Sukkos 5758
Just Desserts (& the Penultimate Correction)!
by Rabbi Mordechai Kamenetzky
The Talmud in Tractate Avodah Zarah talks about the future. It details
for us a scenario that will occur after the final redemption, when the
G-d of the Jews and His Torah are known and accepted by all of mankind.
The entire world will see the great reward meted to the small nation that
endured an incessant exile while following the Torah scrupulously. Then
the idol-worshippers from other nations will line up before G-d and complain,
"what about us?" Had we been given the Torah we, too, would surely have kept
it! Why are you only rewarding the Jewish people?" The Talmud tells us that
G-d makes a deal. "All right," He tells them. "I'll give you one easy
mitzvah.

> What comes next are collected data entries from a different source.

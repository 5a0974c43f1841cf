//! vsop-schema
//!
//! Schema-tolerant column resolution.
//!
//! Source tables drift: headers get renamed, translated, duplicated, or
//! dropped. Downstream code reads by [`LogicalField`]; this crate maps each
//! field to an actual column through an ordered rule chain and, when nothing
//! matches, adds a virtual column filled with the field's fallback so lookups
//! never fail.
//!
//! Pure logic over [`vsop_table::RawTable`]. No IO.

mod config;
mod field;
mod resolver;
mod rules;

pub use config::{
    FieldSpec, SchemaConfig, SchemaConfigError, DEFAULT_DO_NOT_MATCH_MARKERS,
    DEFAULT_VIRTUAL_SUFFIX,
};
pub use field::LogicalField;
pub use resolver::{resolve_table, ResolvedColumn, ResolvedColumns, Resolver};
pub use rules::{MatchRule, DEFAULT_CHAIN};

If you observe it correctly, fine. However, if you do not, then
your complaints are meaningless.
The Talmud tells us He will give them the mitzvah of Sukkah. G-d will
then take out the sun in all its glory and the protection of the Sukkah
will be no match for its rays. These idol-worshippers, predicts the Talmud,
will kick the walls of the Sukkah and flee in disgust.
There are many mitzvos in the Torah. 613 to be exact. And there are
quite a number of difficult ones. Some are conducive to despair and
disheartenment without a broiling sun. Why, then, was the mitzvah of
Sukkah chosen to be the cause celebre that differentiates our commitment
to that of an idolator?
Rabbi Paysach Krohn, in his first book of the Magid Series tells the
story of a Reb Avraham who was about to enter a restaurant one late
spring afternoon. Upon entering, he noticed a familiar vagrant Jew,
known to all as Berel the beggar, meandering outside.

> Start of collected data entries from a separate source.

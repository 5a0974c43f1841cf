use vsop_config::{FieldOverride, SchemaSection};
use vsop_schema::{
    resolve_table, LogicalField, MatchRule, ResolvedColumn, Resolver, SchemaConfig,
};
use vsop_table::{RawTable, TableKind};

fn s(v: &[&str]) -> Vec<String> {
    v.iter().map(|x| x.to_string()).collect()
}

#[test]
fn marker_column_is_skipped_while_an_unmarked_one_exists() {
    let mut t = RawTable::from_rows(
        &["Song Name (translated)", "Song Name"],
        &[&["Kimi no Uta", "君の歌"]],
    );
    let mut r = Resolver::new(s(&["translated"]), "_virtual");
    let hit = r.resolve(&mut t, "song_title", &s(&["Song"]), "-");
    assert_eq!(hit.name(), "Song Name");
}

#[test]
fn marker_column_is_used_when_it_is_the_only_match() {
    let mut t = RawTable::from_rows(&["Song Name (translated)"], &[&["Kimi no Uta"]]);
    let mut r = Resolver::new(s(&["translated"]), "_virtual");
    let hit = r.resolve(&mut t, "song_title", &s(&["Song"]), "-");
    assert_eq!(
        hit,
        ResolvedColumn::Actual {
            name: "Song Name (translated)".to_string(),
            rule: MatchRule::Substring,
        }
    );
}

#[test]
fn missing_field_gets_one_deterministic_zero_column() {
    let mut t = RawTable::from_rows(&["楽曲名", "演奏順"], &[&["A", "1"], &["B", "2"], &["C", "3"]]);
    let cfg = SchemaConfig::default();

    let first = resolve_table(&cfg, TableKind::Performances, &mut t);
    let width_after_first = t.columns().len();
    let second = resolve_table(&cfg, TableKind::Performances, &mut t);

    assert_eq!(first, second);
    assert_eq!(t.columns().len(), width_after_first);
    assert_eq!(
        first.get(LogicalField::StartOffset),
        Some(&ResolvedColumn::Virtual {
            name: "STARTTIME_virtual".to_string(),
            fallback: "0".to_string(),
        })
    );
    assert!(t.rows().all(|row| row.get("STARTTIME_virtual") == "0"));
}

#[test]
fn english_headers_resolve_through_default_aliases() {
    let mut t = RawTable::from_rows(
        &["Song Title", "Vocalist", "Order", "Event", "YouTube", "Start (sec)"],
        &[&["A", "Aki", "1", "Live 1", "abc123", "75"]],
    );
    let map = resolve_table(&SchemaConfig::default(), TableKind::Performances, &mut t);

    assert_eq!(map.column_name(LogicalField::SongTitle), Some("Song Title"));
    assert_eq!(map.column_name(LogicalField::Vocalist), Some("Vocalist"));
    assert_eq!(map.column_name(LogicalField::Order), Some("Order"));
    assert_eq!(map.column_name(LogicalField::ParentEvent), Some("Event"));
    assert_eq!(map.column_name(LogicalField::VideoReference), Some("YouTube"));
    assert_eq!(map.column_name(LogicalField::StartOffset), Some("Start (sec)"));
    assert!(map.get(LogicalField::RepeatKey).unwrap().is_virtual());
}

#[test]
fn configured_override_changes_resolution() {
    let mut section = SchemaSection::default();
    section.fields.insert(
        "vocalist".to_string(),
        FieldOverride {
            aliases: Some(s(&["歌"])),
            ..FieldOverride::default()
        },
    );
    let cfg = SchemaConfig::from_section(&section).unwrap();

    let mut t = RawTable::from_rows(&["楽曲名", "歌", "ボーカル"], &[&["A", "Aki", "Mina"]]);
    let map = resolve_table(&cfg, TableKind::Performances, &mut t);
    assert_eq!(map.column_name(LogicalField::Vocalist), Some("歌"));
}

#[test]
fn diagnostics_serialize_to_json() {
    let mut t = RawTable::from_rows(&["日付"], &[]);
    let map = resolve_table(&SchemaConfig::default(), TableKind::Events, &mut t);
    let v = serde_json::to_value(&map).unwrap();

    assert_eq!(v["table"], "events");
    assert_eq!(v["columns"]["date"]["kind"], "actual");
    assert_eq!(v["columns"]["date"]["rule"], "exact");
    assert_eq!(v["columns"]["venue"]["kind"], "virtual");
    assert_eq!(v["columns"]["venue"]["name"], "会場名_virtual");
}

#[test]
fn source_column_named_like_a_virtual_one_keeps_its_data() {
    let mut t = RawTable::from_rows(&["楽曲名", "STARTTIME_virtual"], &[&["A", "99"]]);
    let map = resolve_table(&SchemaConfig::default(), TableKind::Performances, &mut t);

    let col = map.get(LogicalField::StartOffset).unwrap();
    assert!(!col.is_virtual());
    assert_eq!(col.name(), "STARTTIME_virtual");
    assert_eq!(map.cell(&t.row(0).unwrap(), LogicalField::StartOffset), "99");
}

#[test]
fn overrides_sharing_a_first_alias_keep_their_own_fallbacks() {
    let mut section = SchemaSection::default();
    for (key, fallback) in [("vocalist", "unknown"), ("duration", "0:00")] {
        section.fields.insert(
            key.to_string(),
            FieldOverride {
                aliases: Some(s(&["Extra"])),
                fallback: Some(fallback.to_string()),
                ..FieldOverride::default()
            },
        );
    }
    let cfg = SchemaConfig::from_section(&section).unwrap();

    let mut t = RawTable::from_rows(&["楽曲名"], &[&["A"], &["B"]]);
    let map = resolve_table(&cfg, TableKind::Performances, &mut t);

    let vocalist = map.get(LogicalField::Vocalist).unwrap();
    let duration = map.get(LogicalField::Duration).unwrap();
    assert_ne!(vocalist.name(), duration.name());
    for row in t.rows() {
        assert_eq!(map.cell(&row, LogicalField::Vocalist), "unknown");
        assert_eq!(map.cell(&row, LogicalField::Duration), "0:00");
    }

    // A second pass over the same table reuses both columns.
    let width = t.columns().len();
    let again = resolve_table(&cfg, TableKind::Performances, &mut t);
    assert_eq!(again, map);
    assert_eq!(t.columns().len(), width);
}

Reb Berel, rumor had it, was a formidable Torah scholar back in the old
country, but had his life shattered physically and emotionally by Nazi
atrocities. He was a recluse, no one knew exactly where or how he lived:
but he bothered no one, and not too many people bothered with him.
Reb Avraham asked the loner to join him for a meal. He was about to make
a business trip up to Binghamton and figured that he might as well
prepare for the trip with more than a hot meal - he would begin it with a
good deed.
Reb Berel gladly accepted the offer; however, when it came time to order,
he asked for nothing more than two baked apples and a hot tea. Reb
Avraham's prodding could do nothing to increase the poor man's order.

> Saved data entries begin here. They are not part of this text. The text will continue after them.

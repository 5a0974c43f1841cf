//! vsop-reconcile
//!
//! Cross-table reconciliation for the live-history tools.
//!
//! - Performances join to events by normalized id (`42` == `"42.0"`)
//! - Left join: a performance without a parent event is kept, unmatched
//! - Setlists are stable-sorted by numeric position, unparseable last
//! - Repeat lookup: first other-event performance at the keyed position
//!
//! Deterministic, pure logic over resolved tables. The only IO is the
//! caller-supplied [`vsop_table::TableSource`] in [`Catalog::load`].

mod catalog;
mod engine;
mod keys;
mod records;
mod report;
mod stats;

pub use catalog::{Catalog, ReconcileConfig, DEFAULT_SCHEDULED_STATUS};
pub use engine::{find_repeat, join, setlist, EnrichedPerformance};
pub use keys::{is_zero_like, normalize_join_key, same_key, same_position, OrderKey};
pub use records::{parse_event_date, EventRecord, EventStatus, PerformanceRecord, DATE_FORMATS};
pub use report::JoinReport;
pub use stats::{search_events, song_stats, sort_by_date, upcoming_events, SongStat};
//! Read-only views over a loaded catalog, printed as `key=value` lines.

use anyhow::{Context, Result};
use serde::Serialize;
use vsop_link::LinkSynthesizer;
use vsop_reconcile::{Catalog, EnrichedPerformance, EventRecord, EventStatus, JoinReport};
use vsop_schema::{ResolvedColumn, ResolvedColumns};
use vsop_table::TableKind;

#[derive(Serialize)]
struct ColumnsDump<'a> {
    performances: &'a ResolvedColumns,
    events: &'a ResolvedColumns,
    report: JoinReport,
}

pub fn print_columns(catalog: &Catalog, json: bool) -> Result<()> {
    if json {
        let dump = ColumnsDump {
            performances: catalog.columns(TableKind::Performances),
            events: catalog.columns(TableKind::Events),
            report: catalog.report(),
        };
        let s = serde_json::to_string_pretty(&dump).context("serialize columns")?;
        println!("{s}");
        return Ok(());
    }

    for kind in TableKind::ALL {
        for (field, col) in catalog.columns(kind).iter() {
            match col {
                ResolvedColumn::Actual { name, rule } => println!(
                    "table={kind} field={field} column={name} kind=actual rule={rule}"
                ),
                ResolvedColumn::Virtual { name, fallback } => println!(
                    "table={kind} field={field} column={name} kind=virtual fallback={fallback}"
                ),
            }
        }
    }

    let r = catalog.report();
    println!(
        "performances={} events={} matched={} unmatched={} unordered={}",
        r.performances, r.events, r.matched, r.unmatched, r.unordered
    );
    Ok(())
}

pub fn print_songs(catalog: &Catalog, limit: Option<usize>) {
    let stats = catalog.song_stats();
    let n = limit.unwrap_or(stats.len());
    for (i, s) in stats.iter().take(n).enumerate() {
        println!(
            "rank={} title={} plays={} vocalist={} duration={}",
            i + 1,
            s.title,
            s.play_count,
            s.first_vocalist,
            s.first_duration
        );
    }
}

pub fn print_events(catalog: &Catalog, search: Option<&str>, upcoming: bool, by_date: bool) {
    let mut events: Vec<&EventRecord> = if upcoming {
        catalog.upcoming_events()
    } else if by_date {
        catalog.events_by_date()
    } else {
        catalog.events()
    };
    if let Some(q) = search {
        events = vsop_reconcile::search_events(&events, q);
    }

    for ev in events {
        print_event_line(ev);
    }
}

fn print_event_line(ev: &EventRecord) {
    println!(
        "id={} date={} venue={} title={} status={}",
        ev.raw_id,
        ev.date_raw,
        ev.venue,
        ev.title,
        status_str(ev.status)
    );
}

fn status_str(s: EventStatus) -> &'static str {
    match s {
        EventStatus::Scheduled => "scheduled",
        EventStatus::Completed => "completed",
    }
}

pub fn print_setlist(catalog: &Catalog, links: &LinkSynthesizer, event_id: &str) -> Result<()> {
    let ev = catalog
        .event(event_id)
        .with_context(|| format!("no event with id '{event_id}'"))?;
    let setlist = catalog.setlist(event_id);

    println!(
        "event={} title={} date={} venue={} songs={}",
        ev.raw_id,
        ev.label(),
        ev.date_raw,
        ev.venue,
        setlist.len()
    );

    for p in setlist {
        let link = links.build_link(p.effective_video_reference(), &p.record.start_offset);
        let previous = match catalog.previous_performance(p) {
            Some(prev) => previous_fields(catalog, links, prev),
            None => "previous=none".to_string(),
        };
        println!(
            "order={} title={} vocalist={} link={} {}",
            p.record.order_raw, p.record.song_title, p.record.vocalist, link, previous
        );
    }
    Ok(())
}

fn previous_fields(catalog: &Catalog, links: &LinkSynthesizer, prev: &EnrichedPerformance) -> String {
    let event = prev.record.event_key.as_deref().unwrap_or("-");
    let label = catalog.event(event).map(EventRecord::label).unwrap_or(event);
    let link = links.build_link(prev.effective_video_reference(), &prev.record.start_offset);
    format!("previous={label} previous_order={} previous_link={link}", prev.record.order_raw)
}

"All I need are two baked apples and a steaming tea," he insisted.
Reb Avraham's trip to Binghamton was uneventful until the rain and the
darkness began to fall almost simultaneously. As if dancing in step, the
darker it got, the heavier the deluge fell. All Reb Avraham remembered
was the skidding that took him over the divider and into oncoming traffic
on Route 17 in Harriman, New York. He came to shortly after two tow
trucks had pulled his wrecked car from a ditch and lifted him to safety.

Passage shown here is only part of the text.